» **EXERCISE DIRECTIONS**: How many lines of the listing below hold the word "remaining"? Answer with the number alone.
== PROVIDED INFORMATION
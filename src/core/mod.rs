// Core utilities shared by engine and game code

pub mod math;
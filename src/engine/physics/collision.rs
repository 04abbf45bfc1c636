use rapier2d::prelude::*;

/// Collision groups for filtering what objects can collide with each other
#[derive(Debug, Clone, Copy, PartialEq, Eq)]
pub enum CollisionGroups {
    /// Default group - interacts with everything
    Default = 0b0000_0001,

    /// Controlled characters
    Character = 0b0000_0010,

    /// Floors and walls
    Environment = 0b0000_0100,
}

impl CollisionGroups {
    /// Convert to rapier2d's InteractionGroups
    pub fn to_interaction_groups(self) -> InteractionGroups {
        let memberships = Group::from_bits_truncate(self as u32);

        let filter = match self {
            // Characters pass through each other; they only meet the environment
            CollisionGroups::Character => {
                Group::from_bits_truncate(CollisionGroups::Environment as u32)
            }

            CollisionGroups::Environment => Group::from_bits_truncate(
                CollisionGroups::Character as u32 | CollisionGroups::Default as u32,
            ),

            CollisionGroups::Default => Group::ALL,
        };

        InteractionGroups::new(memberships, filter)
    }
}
====
== PROVIDED INFORMATION
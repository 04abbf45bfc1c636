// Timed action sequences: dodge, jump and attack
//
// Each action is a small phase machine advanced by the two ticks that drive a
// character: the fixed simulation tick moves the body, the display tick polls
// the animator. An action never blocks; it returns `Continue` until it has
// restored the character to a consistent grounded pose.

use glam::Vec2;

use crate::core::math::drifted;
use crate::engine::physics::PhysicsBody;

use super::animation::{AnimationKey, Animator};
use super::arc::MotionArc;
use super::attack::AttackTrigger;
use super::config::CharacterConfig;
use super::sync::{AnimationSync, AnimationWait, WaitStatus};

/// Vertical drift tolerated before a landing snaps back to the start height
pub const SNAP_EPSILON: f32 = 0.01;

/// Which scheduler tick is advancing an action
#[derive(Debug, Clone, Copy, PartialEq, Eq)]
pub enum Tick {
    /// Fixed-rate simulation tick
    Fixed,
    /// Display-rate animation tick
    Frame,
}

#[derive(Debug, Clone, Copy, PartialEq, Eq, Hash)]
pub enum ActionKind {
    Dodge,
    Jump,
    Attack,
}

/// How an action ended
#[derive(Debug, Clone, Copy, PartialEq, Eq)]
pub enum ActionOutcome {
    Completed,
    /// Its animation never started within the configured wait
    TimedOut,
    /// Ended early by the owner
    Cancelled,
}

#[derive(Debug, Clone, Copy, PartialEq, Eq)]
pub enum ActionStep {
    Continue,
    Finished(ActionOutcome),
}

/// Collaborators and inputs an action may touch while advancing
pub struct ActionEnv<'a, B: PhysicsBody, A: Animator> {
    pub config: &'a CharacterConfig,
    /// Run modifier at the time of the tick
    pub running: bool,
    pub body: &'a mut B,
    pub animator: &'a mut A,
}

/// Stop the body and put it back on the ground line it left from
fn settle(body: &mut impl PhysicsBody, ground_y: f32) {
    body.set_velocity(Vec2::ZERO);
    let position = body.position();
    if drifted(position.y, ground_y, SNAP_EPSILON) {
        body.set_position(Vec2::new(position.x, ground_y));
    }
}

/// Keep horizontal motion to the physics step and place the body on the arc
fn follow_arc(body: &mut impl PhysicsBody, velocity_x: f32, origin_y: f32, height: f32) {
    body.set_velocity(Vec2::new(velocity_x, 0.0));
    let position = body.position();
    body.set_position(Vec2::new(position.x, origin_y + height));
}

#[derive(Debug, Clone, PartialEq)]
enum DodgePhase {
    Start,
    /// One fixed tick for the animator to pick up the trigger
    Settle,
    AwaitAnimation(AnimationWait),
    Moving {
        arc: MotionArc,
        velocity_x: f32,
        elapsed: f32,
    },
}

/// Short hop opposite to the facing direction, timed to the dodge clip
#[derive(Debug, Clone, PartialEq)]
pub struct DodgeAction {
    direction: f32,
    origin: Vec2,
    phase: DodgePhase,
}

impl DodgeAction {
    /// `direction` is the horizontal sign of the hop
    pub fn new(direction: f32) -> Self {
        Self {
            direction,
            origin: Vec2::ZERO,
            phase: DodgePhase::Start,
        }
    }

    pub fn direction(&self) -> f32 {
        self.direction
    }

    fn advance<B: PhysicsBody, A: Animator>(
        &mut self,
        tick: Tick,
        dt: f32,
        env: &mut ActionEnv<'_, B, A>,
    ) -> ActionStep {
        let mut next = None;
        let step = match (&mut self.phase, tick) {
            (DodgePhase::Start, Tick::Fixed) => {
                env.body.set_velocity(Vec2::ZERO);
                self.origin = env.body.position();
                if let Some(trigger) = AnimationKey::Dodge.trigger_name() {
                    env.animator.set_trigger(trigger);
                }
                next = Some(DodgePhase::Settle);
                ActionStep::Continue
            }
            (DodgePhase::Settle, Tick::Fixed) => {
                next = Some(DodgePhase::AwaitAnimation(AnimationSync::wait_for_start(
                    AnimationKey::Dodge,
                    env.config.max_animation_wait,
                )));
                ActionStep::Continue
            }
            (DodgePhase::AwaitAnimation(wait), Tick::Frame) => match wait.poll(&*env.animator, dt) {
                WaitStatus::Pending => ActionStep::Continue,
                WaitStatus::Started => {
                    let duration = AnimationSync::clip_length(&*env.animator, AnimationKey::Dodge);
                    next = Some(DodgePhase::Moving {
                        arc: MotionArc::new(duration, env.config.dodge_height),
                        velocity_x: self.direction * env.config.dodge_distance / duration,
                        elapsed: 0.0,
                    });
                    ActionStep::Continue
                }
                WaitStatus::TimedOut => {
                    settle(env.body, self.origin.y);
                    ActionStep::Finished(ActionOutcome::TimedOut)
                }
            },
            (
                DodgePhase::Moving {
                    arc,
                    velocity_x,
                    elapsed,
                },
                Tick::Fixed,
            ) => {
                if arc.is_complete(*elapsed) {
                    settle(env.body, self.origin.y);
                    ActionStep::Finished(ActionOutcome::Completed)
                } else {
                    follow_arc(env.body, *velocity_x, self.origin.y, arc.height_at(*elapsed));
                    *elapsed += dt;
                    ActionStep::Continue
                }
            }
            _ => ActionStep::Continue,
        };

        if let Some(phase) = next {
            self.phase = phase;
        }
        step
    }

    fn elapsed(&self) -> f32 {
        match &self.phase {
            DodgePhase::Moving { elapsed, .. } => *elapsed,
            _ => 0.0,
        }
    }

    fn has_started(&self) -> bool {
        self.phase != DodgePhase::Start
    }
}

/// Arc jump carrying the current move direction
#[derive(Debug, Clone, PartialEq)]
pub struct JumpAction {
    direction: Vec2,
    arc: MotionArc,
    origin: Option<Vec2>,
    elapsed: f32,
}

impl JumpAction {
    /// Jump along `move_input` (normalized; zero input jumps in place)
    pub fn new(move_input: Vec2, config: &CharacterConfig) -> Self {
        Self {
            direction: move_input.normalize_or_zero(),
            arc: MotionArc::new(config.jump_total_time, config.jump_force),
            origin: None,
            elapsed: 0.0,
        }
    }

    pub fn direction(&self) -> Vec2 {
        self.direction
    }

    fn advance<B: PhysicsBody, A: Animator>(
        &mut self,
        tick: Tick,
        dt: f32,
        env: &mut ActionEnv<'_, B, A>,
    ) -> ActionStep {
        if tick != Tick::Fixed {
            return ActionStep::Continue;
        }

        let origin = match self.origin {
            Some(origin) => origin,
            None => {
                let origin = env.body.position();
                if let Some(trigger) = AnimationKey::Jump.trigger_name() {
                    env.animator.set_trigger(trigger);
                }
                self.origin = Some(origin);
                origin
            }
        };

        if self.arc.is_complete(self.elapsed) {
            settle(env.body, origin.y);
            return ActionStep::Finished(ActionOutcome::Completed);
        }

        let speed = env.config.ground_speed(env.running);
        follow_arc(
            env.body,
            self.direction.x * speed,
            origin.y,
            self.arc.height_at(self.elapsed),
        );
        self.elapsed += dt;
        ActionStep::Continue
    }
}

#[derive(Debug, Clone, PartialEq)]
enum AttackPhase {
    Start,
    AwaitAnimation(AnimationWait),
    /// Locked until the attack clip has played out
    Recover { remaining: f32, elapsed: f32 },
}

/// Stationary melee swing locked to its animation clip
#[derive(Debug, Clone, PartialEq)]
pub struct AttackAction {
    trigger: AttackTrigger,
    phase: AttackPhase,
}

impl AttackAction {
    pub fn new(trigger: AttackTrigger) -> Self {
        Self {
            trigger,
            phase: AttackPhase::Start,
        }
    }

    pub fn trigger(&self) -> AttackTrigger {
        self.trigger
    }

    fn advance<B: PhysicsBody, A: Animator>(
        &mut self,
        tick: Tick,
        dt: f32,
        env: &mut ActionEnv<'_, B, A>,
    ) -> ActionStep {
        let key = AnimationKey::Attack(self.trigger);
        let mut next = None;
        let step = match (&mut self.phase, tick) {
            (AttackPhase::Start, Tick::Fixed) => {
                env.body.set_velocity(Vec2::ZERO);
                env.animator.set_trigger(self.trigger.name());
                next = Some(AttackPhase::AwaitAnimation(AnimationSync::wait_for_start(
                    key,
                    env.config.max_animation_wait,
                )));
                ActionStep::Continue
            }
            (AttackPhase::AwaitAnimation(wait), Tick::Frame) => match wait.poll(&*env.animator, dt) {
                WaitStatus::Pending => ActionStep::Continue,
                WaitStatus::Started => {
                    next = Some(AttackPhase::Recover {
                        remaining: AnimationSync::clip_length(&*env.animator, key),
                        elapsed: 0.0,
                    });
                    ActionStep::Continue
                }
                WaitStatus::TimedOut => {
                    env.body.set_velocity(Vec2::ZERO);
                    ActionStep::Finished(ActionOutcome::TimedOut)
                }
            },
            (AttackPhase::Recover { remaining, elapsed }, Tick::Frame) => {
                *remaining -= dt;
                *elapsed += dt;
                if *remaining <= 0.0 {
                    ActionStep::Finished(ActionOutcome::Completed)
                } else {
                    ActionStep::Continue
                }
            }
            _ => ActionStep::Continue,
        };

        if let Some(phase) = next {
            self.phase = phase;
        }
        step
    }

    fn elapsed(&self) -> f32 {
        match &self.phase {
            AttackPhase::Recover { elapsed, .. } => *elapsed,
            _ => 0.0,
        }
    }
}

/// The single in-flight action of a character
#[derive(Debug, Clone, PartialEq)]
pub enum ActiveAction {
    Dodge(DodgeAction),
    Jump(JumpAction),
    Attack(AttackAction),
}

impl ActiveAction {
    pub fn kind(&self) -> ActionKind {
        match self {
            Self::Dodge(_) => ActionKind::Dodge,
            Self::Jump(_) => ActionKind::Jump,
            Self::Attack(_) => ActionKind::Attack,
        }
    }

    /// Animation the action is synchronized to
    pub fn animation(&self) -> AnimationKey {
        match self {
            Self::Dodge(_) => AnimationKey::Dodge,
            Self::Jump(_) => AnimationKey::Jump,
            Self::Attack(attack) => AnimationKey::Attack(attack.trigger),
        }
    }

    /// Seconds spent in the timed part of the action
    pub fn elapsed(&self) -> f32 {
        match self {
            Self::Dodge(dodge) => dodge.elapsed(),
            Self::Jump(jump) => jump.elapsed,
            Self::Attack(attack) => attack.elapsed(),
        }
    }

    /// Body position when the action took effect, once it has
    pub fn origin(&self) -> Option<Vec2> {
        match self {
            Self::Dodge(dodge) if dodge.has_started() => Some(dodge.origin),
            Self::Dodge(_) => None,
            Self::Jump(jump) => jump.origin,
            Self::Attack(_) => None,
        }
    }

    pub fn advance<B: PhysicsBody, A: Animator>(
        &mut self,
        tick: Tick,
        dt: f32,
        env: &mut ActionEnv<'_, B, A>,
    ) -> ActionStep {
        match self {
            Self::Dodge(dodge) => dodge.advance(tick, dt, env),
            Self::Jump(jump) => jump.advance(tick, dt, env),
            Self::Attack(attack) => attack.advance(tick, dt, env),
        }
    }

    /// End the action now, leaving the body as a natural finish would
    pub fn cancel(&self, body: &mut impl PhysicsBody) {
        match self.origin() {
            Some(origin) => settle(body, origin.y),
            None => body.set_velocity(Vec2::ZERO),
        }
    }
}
====
== PROVIDED INFORMATION
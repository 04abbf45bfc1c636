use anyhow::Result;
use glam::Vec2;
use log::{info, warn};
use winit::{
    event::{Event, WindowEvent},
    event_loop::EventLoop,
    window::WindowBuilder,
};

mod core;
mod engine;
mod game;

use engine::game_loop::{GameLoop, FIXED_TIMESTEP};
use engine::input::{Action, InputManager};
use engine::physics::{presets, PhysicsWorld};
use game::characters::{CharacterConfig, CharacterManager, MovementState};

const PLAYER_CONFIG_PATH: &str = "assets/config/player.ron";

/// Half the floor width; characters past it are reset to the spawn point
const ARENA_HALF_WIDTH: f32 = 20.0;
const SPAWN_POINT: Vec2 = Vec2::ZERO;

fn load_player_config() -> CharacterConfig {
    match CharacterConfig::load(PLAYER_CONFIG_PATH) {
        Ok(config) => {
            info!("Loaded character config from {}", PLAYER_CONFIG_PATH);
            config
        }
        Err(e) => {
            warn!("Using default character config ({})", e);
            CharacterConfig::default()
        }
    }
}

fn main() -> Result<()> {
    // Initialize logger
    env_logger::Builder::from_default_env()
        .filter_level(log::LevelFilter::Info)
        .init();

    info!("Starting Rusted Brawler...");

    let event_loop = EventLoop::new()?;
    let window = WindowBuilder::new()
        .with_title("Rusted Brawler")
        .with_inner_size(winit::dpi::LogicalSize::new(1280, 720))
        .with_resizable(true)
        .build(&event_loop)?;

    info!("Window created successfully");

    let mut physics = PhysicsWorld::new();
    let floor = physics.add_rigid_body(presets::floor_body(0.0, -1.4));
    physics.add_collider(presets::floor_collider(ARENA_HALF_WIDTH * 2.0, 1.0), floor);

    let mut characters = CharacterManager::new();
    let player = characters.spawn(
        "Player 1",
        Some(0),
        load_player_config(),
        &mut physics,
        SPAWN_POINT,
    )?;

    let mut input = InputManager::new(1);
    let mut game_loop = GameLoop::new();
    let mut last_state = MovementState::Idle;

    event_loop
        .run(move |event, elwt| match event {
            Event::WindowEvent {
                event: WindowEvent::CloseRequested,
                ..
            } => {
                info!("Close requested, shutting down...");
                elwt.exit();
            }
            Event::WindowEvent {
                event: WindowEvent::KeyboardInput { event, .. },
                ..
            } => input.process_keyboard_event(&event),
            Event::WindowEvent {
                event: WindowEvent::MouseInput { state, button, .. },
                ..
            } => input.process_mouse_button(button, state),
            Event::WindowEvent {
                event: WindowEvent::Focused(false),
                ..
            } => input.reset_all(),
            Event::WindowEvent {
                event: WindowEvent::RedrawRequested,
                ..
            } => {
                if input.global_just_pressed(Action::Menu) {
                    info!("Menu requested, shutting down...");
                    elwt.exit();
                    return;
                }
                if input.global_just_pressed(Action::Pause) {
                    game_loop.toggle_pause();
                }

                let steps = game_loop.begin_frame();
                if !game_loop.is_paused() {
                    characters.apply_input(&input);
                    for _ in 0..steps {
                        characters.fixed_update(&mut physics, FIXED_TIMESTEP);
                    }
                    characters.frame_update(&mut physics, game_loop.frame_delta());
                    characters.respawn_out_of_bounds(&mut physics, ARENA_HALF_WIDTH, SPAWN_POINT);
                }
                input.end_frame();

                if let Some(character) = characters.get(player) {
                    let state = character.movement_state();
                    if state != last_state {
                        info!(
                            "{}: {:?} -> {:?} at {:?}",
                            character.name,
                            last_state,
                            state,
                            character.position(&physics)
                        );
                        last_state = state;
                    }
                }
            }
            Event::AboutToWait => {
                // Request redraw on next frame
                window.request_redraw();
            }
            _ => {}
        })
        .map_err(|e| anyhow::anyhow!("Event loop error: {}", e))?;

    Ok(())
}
====
» **EXERCISE SOLUTION**: 5